WHAT TO PRODUCE: An exact reproduction of all the entries is what the answer must contain.

Excerpts from a dataset:
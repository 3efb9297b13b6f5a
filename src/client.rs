//! The engine handle and its actor task.
//!
//! ```text
//!   GameClient (handle)                       engine task
//!  ┌──────────────────────┐   commands    ┌───────────────────────┐
//!  │ start_new_game, join │──────────────▶│ Reconciler            │
//!  │ leave, sign_out      │               │  begin / apply /      │
//!  │ vote, eliminate, ... │──┐            │  resolve_roles        │
//!  └──────────────────────┘  │            └──────────┬────────────┘
//!            ▲               │ dispatch              │ publish
//!            │               ▼                       ▼
//!            │        GameTransport        summaries (broadcast)
//!            │               ▲             errors    (broadcast)
//!            │               │ observe     roster, my player,
//!            │        ┌──────┴─────┐       status    (watch)
//!            └────────│ Supervisor │── events ──▶ engine task
//!                     └────────────┘
//! ```
//!
//! All session state is owned by the engine task and mutated in the order
//! commands arrive. Actions are sent from the caller's task; their outcome
//! comes back through the session stream.

use std::collections::HashMap;
use std::sync::Arc;

use parking_lot::Mutex;
use tokio::sync::{broadcast, mpsc, oneshot, watch};
use tokio::task::JoinHandle;
use tokio_util::sync::CancellationToken;
use tracing::{debug, info, warn};

use crate::config::{ClientConfig, ResubscribeBackoff};
use crate::credentials::IdentityCell;
use crate::dispatch::{ActionDispatcher, Target};
use crate::error::{ClientError, Result};
use crate::retry::RetryPolicy;
use crate::state::connection::SubscriptionTracker;
use crate::state::engine::{PendingSummary, Reconciler, Reconciliation, SessionStatus};
use crate::state::game::{ChangeEvent, GameConfig, GameSummary, Phase, Session, SessionId};
use crate::state::player::{Identity, Player, PlayerId, Role};
use crate::supervisor::{EventSink, Supervisor};
use crate::tokio_tools::spawn_named_task;
use crate::transport::{AuthService, CredentialStore, GameTransport};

TASK SOLUTION:
repository 3efb9297b13b6f5a
filename src/client.rs
//! The engine handle and its actor task.
//!
//! ```text
//!   GameClient (handle)                       engine task
//!  ┌──────────────────────┐   commands    ┌───────────────────────┐
//!  │ start_new_game, join │──────────────▶│ Reconciler            │
//!  │ leave, sign_out      │               │  begin / apply /      │
//!  │ vote, eliminate, ... │──┐            │  resolve_roles        │
//!  └──────────────────────┘  │            └──────────┬────────────┘
//!            ▲               │ dispatch              │ publish
//!            │               ▼                       ▼
//!            │        GameTransport        summaries (broadcast)
//!            │               ▲             errors    (broadcast)
//!            │               │ observe     roster, my player,
//!            │        ┌──────┴─────┐       status    (watch)
//!            └────────│ Supervisor │── events ──▶ engine task
//!                     └────────────┘
//! ```
//!
//! All session state is owned by the engine task and mutated in the order
//! commands arrive. Actions are sent from the caller's task; their outcome
//! comes back through the session stream.

use std::collections::HashMap;
use std::sync::Arc;

use parking_lot::Mutex;
use tokio::sync::{broadcast, mpsc, oneshot, watch};
use tokio::task::JoinHandle;
use tokio_util::sync::CancellationToken;
use tracing::{debug, info, warn};

use crate::config::{ClientConfig, ResubscribeBackoff};
use crate::credentials::IdentityCell;
use crate::dispatch::{ActionDispatcher, Target};
use crate::error::{ClientError, Result};
use crate::retry::RetryPolicy;
use crate::state::connection::SubscriptionTracker;
use crate::state::engine::{PendingSummary, Reconciler, Reconciliation, SessionStatus};
use crate::state::game::{ChangeEvent, GameConfig, GameSummary, Phase, Session, SessionId};
use crate::state::player::{Identity, Player, PlayerId, Role};
use crate::supervisor::{EventSink, Supervisor};
use crate::tokio_tools::spawn_named_task;
use crate::transport::{AuthService, CredentialStore, GameTransport};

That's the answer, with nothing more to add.